- Cœur Défense
- Interactive map of the Cœur Défense area

General information
- Type: Office
- Location: La Défense (Courbevoie)
- Coordinates: 48°53′26.60″N 2°14′38.90″E﻿ / ﻿48.8907222°N 2.2441389°E
- Completed: 2001

Height
- Antenna spire: 161 m (528 ft)
- Roof: 161 m (528 ft)

Technical details
- Floor count: 40
- Floor area: 350,000 m^{2} (3,770,000 sq ft)

Design and construction
- Architect: Jean-Paul Viguier

Website
- www.coeurdefense.com

= Cœur Défense =

Office skyscraper in La Défense, Courbevoie, France

Cœur Défense is an office skyscraper in La Défense, the high-rise business district west of Paris, France.

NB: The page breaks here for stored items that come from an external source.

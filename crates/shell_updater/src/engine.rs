use std::sync::{mpsc, Arc, Mutex};
use std::thread;

use shell_logging::{shell_debug, shell_warn, UPDATE_TARGET};

use crate::feed::{ChannelProgressSink, UpdateFeed};
use crate::{CheckId, DownloadAttempt, FeedError, FeedFailureKind, Manifest, UpdaterEvent};

enum UpdaterCommand {
    Check { check_id: CheckId },
    Download { attempt: DownloadAttempt, version: String },
}

/// Runs feed requests on a private tokio runtime and reports completions on
/// the event channel handed to [`UpdaterHandle::spawn`].
pub struct UpdaterHandle {
    cmd_tx: mpsc::Sender<UpdaterCommand>,
}

impl UpdaterHandle {
    pub fn spawn(
        feed: Arc<dyn UpdateFeed>,
        event_tx: mpsc::Sender<UpdaterEvent>,
    ) -> std::io::Result<Self> {
        let runtime = tokio::runtime::Builder::new_multi_thread()
            .worker_threads(1)
            .thread_name("shell-updater")
            .enable_all()
            .build()?;
        let (cmd_tx, cmd_rx) = mpsc::channel();
        let latest: Arc<Mutex<Option<Manifest>>> = Arc::new(Mutex::new(None));

        thread::Builder::new()
            .name("shell-updater-commands".to_string())
            .spawn(move || {
                while let Ok(command) = cmd_rx.recv() {
                    let feed = feed.clone();
                    let event_tx = event_tx.clone();
                    let latest = latest.clone();
                    runtime.spawn(async move {
                        handle_command(feed.as_ref(), command, &latest, event_tx).await;
                    });
                }
                shell_debug!(target: UPDATE_TARGET, "updater command channel closed");
            })?;

        Ok(Self { cmd_tx })
    }

    pub fn check(&self, check_id: CheckId) {
        let _ = self.cmd_tx.send(UpdaterCommand::Check { check_id });
    }

    pub fn download(&self, attempt: DownloadAttempt, version: impl Into<String>) {
        let _ = self.cmd_tx.send(UpdaterCommand::Download {
            attempt,
            version: version.into(),
        });
    }
}

async fn handle_command(
    feed: &dyn UpdateFeed,
    command: UpdaterCommand,
    latest: &Mutex<Option<Manifest>>,
    event_tx: mpsc::Sender<UpdaterEvent>,
) {
    match command {
        UpdaterCommand::Check { check_id } => {
            let result = feed.check().await;
            if let Ok(Some(manifest)) = &result {
                if let Ok(mut guard) = latest.lock() {
                    *guard = Some(manifest.clone());
                }
            }
            let _ = event_tx.send(UpdaterEvent::CheckCompleted { check_id, result });
        }
        UpdaterCommand::Download { attempt, version } => {
            let manifest = latest
                .lock()
                .ok()
                .and_then(|guard| guard.clone())
                .filter(|manifest| manifest.version == version);
            let result = match manifest {
                Some(manifest) => {
                    let sink = ChannelProgressSink::new(event_tx.clone());
                    feed.download(attempt, &manifest, &sink).await
                }
                None => {
                    shell_warn!(target: UPDATE_TARGET, "no manifest known for version {}", version);
                    Err(FeedError::new(
                        FeedFailureKind::DownloadFailed,
                        format!("no release information for version {version}"),
                    ))
                }
            };
            let _ = event_tx.send(UpdaterEvent::DownloadCompleted { attempt, result });
        }
    }
}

With 350,000 m^{2} (3.77 million sq. ft), it is the building with the most floor space in Europe along with the Palace of Parliament in Bucharest.

Coeur Défense was built in 2001, replacing the former Esso Tower, the first building of the old generation to be destroyed in La Défense. Cœur Défense is a large complex made of two main bodies connected to one another by a smaller body and seating on a wide basis made of several smaller bodies. The edges of all bodies are rounded. The cladding is white, with large windows. An electronic system monitors white blinds which can be drawn or opened all together at the same time.

The two main bodies are 161 m tall each. Both of them are relatively thin as their width is only 24 m, and they are out of line with each other, so that sunlight can reach all parts of the building.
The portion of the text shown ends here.